Trois ans avant Notre Part de Nuit, l'écrivaine Mariana Enriquez se fait connaître à l'international avec la publication de Ce que nous avons perdu dans le feu.
Recueil de 12 nouvelles, l'ouvrage est traduit dans plus de quinze langues dont, justement, le français grâce aux Éditions du sous-sol et la traductrice Anne Plantagenet. Recueil de terreurs réelles et imaginaires, Ce que nous avons perdu dans le feu nous plonge dans les horreurs qui rongent l'Argentine et notre monde moderne au bord du gouffre.

Avez-vous bien regardé ?
Prenons la première histoire qui ouvre ce recueil, L'enfant sale.
Dans celle-ci, une jeune femme qui vit à Constitución, un quartier malfamé de Buenos Aires, nous explique son étrange rencontre d'un soir avec un gamin crasseux, rejeton malheureux d'une junkie vivant dans la rue en face de chez elle.
Mais quelques temps après, le corps décapité et atrocement mutilé d'un enfant est retrouvé par la police. L'enfant sale, lui, a disparu avec sa mère.
En quelques pages à peine, Mariana Enriquez offre une radioscopie de la misère et de la violence qui rongent les quartiers pauvres de Buenos Aires, parmi les prostitués et les drogués. L'écrivaine laisse planer le doute : qu'est-il arrivé à cet enfant sale dont on ne connaît même pas le nom ? Est-ce l'affaire de narcotrafiquants sanguinaires ou de satanistes cachés aux yeux du reste du monde ?
L'important ici, c'est la façon dont l'autrice mélange à parts égales une horreur bien réelle avec la possibilité d'une terreur qui vient d'ailleurs, du côté le plus noir que l'on ne souhaite (surtout) pas regarder alors que l'on passe à côté tous les jours.
En substance, L'enfant sale résume bien le procédé de fabrication de la plupart des nouvelles de Ce que nous avons perdu dans le feu : un monde envahit par l'horreur, l'inégalité, la haine, l'intolérance et la pauvreté où le Diable attend son heure.
Fantômes du passé
Ainsi, Mariana Enriquez va convoquer les démons de son pays dès la seconde histoire dans un Hôtel au passé mystérieux où des jeunes filles vont connaître la terreur de la Dictature militaire l'espace d'un instant, le bruit des bottes et les hurlements en prime. Puis vient le tueur en série dans Pablito clavó un clavito dans laquelle un homme, Pablo, raconte encore et encore des histoires macabres aux touristes. Ici, la fascination pour le mal devient contagieuse, la violence et la folie débordent du cadre et le narrateur devient le prochain tueur en puissance.
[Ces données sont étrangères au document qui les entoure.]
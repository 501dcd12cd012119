//! Symbolic mode strings like ls -l

use crate::walk::FileKind;

/// Format a mode as the classic ten-character "-rwxr-xr-x" string.
pub fn mode_string(mode: u32) -> String {
    let mut s = String::with_capacity(10);

    s.push(match FileKind::from_mode(mode) {
        FileKind::Block => 'b',
        FileKind::Char => 'c',
        FileKind::Dir => 'd',
        FileKind::Door => 'D',
        FileKind::Fifo => 'p',
        FileKind::Link => 'l',
        FileKind::Socket => 's',
        FileKind::Regular | FileKind::Unknown => '-',
    });

    let rwx = |s: &mut String, shift: u32, special: u32, special_char: char| {
        let bits = mode >> shift;
        s.push(if bits & 0o4 != 0 { 'r' } else { '-' });
        s.push(if bits & 0o2 != 0 { 'w' } else { '-' });
        let x = bits & 0o1 != 0;
        s.push(if mode & special != 0 {
            if x {
                special_char
            } else {
                special_char.to_ascii_uppercase()
            }
        } else if x {
            'x'
        } else {
            '-'
        });
    };

    rwx(&mut s, 6, 0o4000, 's');
    rwx(&mut s, 3, 0o2000, 's');
    rwx(&mut s, 0, 0o1000, 't');

    s
}
/// Stat on demand; a failure reports once and fails the test.
fn fill_stat<'a, 'v, 'w>(
    ctx: &'a mut EvalCtx<'_, 'v, 'w>,
) -> Option<crate::walk::FileStat> {
    if ctx.visit.stat().is_none() {
        if let Err(err) = ctx.visit.fill_stat() {
            eval_error(ctx, &err);
            return None;
        }
    }
    ctx.visit.stat().copied()
}

fn eval_test(test: &Test, ctx: &mut EvalCtx) -> bool {
    match test {
        Test::Name { pattern } => {
            let mut name = ctx.visit.name_bytes();
            if ctx.visit.depth() == 0 {
                // Trailing slashes on a root path are not part of the name
                if let Some(pos) = name.iter().position(|&b| b == b'/') {
                    if pos > 0 {
                        name = &name[..pos];
                    }
                }
            }
            pattern.is_match(bytes_as_path(name))
        }
        Test::Path { pattern } => pattern.is_match(bytes_as_path(ctx.visit.path_bytes())),
        Test::LinkName { pattern } => {
            if ctx.visit.kind() != FileKind::Link {
                return false;
            }
            let Some(st) = fill_stat(ctx) else {
                return false;
            };
            let rel = match ctx.visit.rel_cstring() {
                Ok(rel) => rel,
                Err(err) => {
                    eval_error(ctx, &err);
                    return false;
                }
            };
            match crate::walk::entry::readlinkat(ctx.visit.at_fd(), &rel, st.size()) {
                Ok(target) => pattern.is_match(bytes_as_path(&target)),
                Err(err) => {
                    eval_error(ctx, &err);
                    false
                }
            }
        }
        Test::Regex { regex } => regex.is_match(ctx.visit.path_bytes()),
        Test::Type { mask } => ctx.visit.kind().bit() & mask != 0,
        Test::XType { mask } => eval_xtype(*mask, ctx),
        Test::Perm {
            cmp,
            file_mode,
            dir_mode,
        } => {
            let Some(st) = fill_stat(ctx) else {
                return false;
            };
            let mode = st.mode();
            let target = if ctx.visit.kind() == FileKind::Dir {
                *dir_mode
            } else {
                *file_mode
            };
            match cmp {
                ModeCmp::Exact => (mode & 0o7777) == target,
                ModeCmp::All => (mode & target) == target,
                ModeCmp::Any => ((mode & target) == 0) == (target == 0),
            }
        }
        Test::Size { cmp, n, unit } => {
            let Some(st) = fill_stat(ctx) else {
                return false;
            };
            let scale = unit.scale();
            let size = (st.size() + scale - 1) / scale;
            cmp.matches(size, *n)
        }
        Test::Links { cmp, n } => match fill_stat(ctx) {
            Some(st) => cmp.matches(st.nlink() as i64, *n),
            None => false,
        },
        Test::Inode { cmp, n } => match fill_stat(ctx) {
            Some(st) => cmp.matches(st.ino() as i64, *n),
            None => false,
        },
        Test::Depth { cmp, n } => cmp.matches(ctx.visit.depth() as i64, *n),
        Test::Uid { cmp, n } => match fill_stat(ctx) {
            Some(st) => cmp.matches(i64::from(st.uid()), *n),
            None => false,
        },
        Test::Gid { cmp, n } => match fill_stat(ctx) {
            Some(st) => cmp.matches(i64::from(st.gid()), *n),
            None => false,
        },
        Test::NoUser => match fill_stat(ctx) {
            Some(st) => !userdb::user_exists(st.uid()),
            None => false,
        },
        Test::NoGroup => match fill_stat(ctx) {
            Some(st) => !userdb::group_exists(st.gid()),
            None => false,
        },
        Test::Access { mode } => {
            let Ok(rel) = ctx.visit.rel_cstring() else {
                return false;
            };
            unsafe { libc::faccessat(ctx.visit.at_fd(), rel.as_ptr(), *mode, 0) == 0 }
        }
        Test::Empty => eval_empty(ctx),
        Test::Hidden => {
            let offset = ctx.visit.name_offset();
            offset > 0 && ctx.visit.path_bytes().get(offset) == Some(&b'.')
        }
        Test::Sparse => {
            let Some(st) = fill_stat(ctx) else {
                return false;
            };
            let expected = (st.size() + 511) / 512;
            st.blocks() < expected
        }
        Test::Time {
            field,
            unit,
            cmp,
            n,
            reference,
        } => {
            let Some(st) = fill_stat(ctx) else {
                return false;
            };
            let diff = reference.seconds_since(field.of(&st)) / unit.seconds();
            cmp.matches(diff, *n)
        }
        Test::Newer { field, reference } => {
            let Some(st) = fill_stat(ctx) else {
                return false;
            };
            field.of(&st) > *reference
        }
        Test::Used { cmp, n } => {
            let Some(st) = fill_stat(ctx) else {
                return false;
            };
            let days = st.atime().seconds_since(st.ctime()) / (60 * 60 * 24);
            cmp.matches(days, *n)
        }
        Test::SameFile { dev, ino } => match fill_stat(ctx) {
            Some(st) => st.dev() == *dev && st.ino() == *ino,
            None => false,
        },
    }
}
Et puis enfin, Mariana Enriquez chasse sur les terres du féminisme dans une Argentine machiste et engluée dans une violence contre les femmes qui n'en finit plus de semer les victimes.
À travers Toile d'Araignée, c'est le calvaire d'une épouse prise entre les griffes de son mari tyrannique, Juan Martin, que l'on suit entre l'Argentine et le Paraguay. C'est la rencontre avec une autre femme, plus forte et plus radicale, Natalia, qui ouvre définitivement les yeux de notre narratrice. L'horreur, encore une fois, se suggère, se mélange, elle ne s'affronte pas frontalement.
La disparition finale devient un soulagement et l'on réalise simplement que le plus cruel était le réel. Un réel qui n'est pas tendre non plus dans Fin des classes et pour Marcela, une gamine ni vraiment bête ni vraiment intelligente qui finit par s'entailler la joue au ciseau et par s'arracher les ongles. Une gamine qui voit quelque chose qui la pourchasse. Un homme habillé d'une robe de communion qui la force à…Non, vous ne saurez pas. Mais vous l'imaginez. Chez Mariana Enriquez, le fantastique entre en collision avec la réalité et celle-ci, parfois, triomphe dans l'indicible. Votre imagination fera le reste.

Le feu et ses racines
Impossible de ne pas citer la nouvelle qui donne son nom au recueil, Ce que nous avons perdu dans le feu, récit à mi-chemin entre la science-fiction et le fantastique dans laquelle les femmes se brûlent pour que les hommes ne puissent plus le faire à leur place. Mariana Enriquez écrit un texte féroce sur des femme qui refusent la torture, inspirée par les faits divers de maris jaloux et violents qui brûlaient leurs femmes en les arrosant d'alcool ou d'acide. Cette histoire brutale et sans concession impose une résistance qui frôle le martyre, mais où l'écrivaine argentine dénonce la violence faites aux femmes avec une lucidité implacable. Et si l'on retrouve cette fibre féministe dans le patio du voisin et sa narratrice régulièrement traitée comme une folle par son conjoint, Mariana Enriquez aime revenir aussi à un fantastique plus voyant, plus accablant. Un fantastique qui s'infiltre dans les moindres recoins accompagné de visions d'horreurs qui confine au sublime. de ce voisin qui garde un être humain décharné attaché à une chaîne à cette pièce remplie de dates et de mots incompréhensibles. Comme toujours, l'écrivaine immisce un sous-texte social avec l'ancien métier de notre héroïne qui parle de l'accueil des jeunes orphelins dans des foyers qui n'ont guère de moyens pour les aider.
Et puis le fantastique nous revient en pleine face dans des textes comme Sous l'eau noire et La Maison d'Adela (que les lecteurs de Notre Part de Nuit reconnaîtrons au premier coup d'oeil). Dans ces histoires, on sent que l'autrice convoque des inspirations qui vont de Lovecraft à Danielewski en passant par Barker, on frissonne devant les rangées de dents de la maison d'Adela et l'on redoute la chose réveillée sous les eaux noires d'un fleuve pollué où la vie n'en finit plus de mourir. Avec Mariana Enriquez, de toute façon, vie et mort sont intimement liées et se répondent à travers la fine couche du réel.
Jusqu'à ce qu'un jour les atrocités commises par les hommes n'en révèlent de bien plus ténébreuses, où l'Obscurité attend.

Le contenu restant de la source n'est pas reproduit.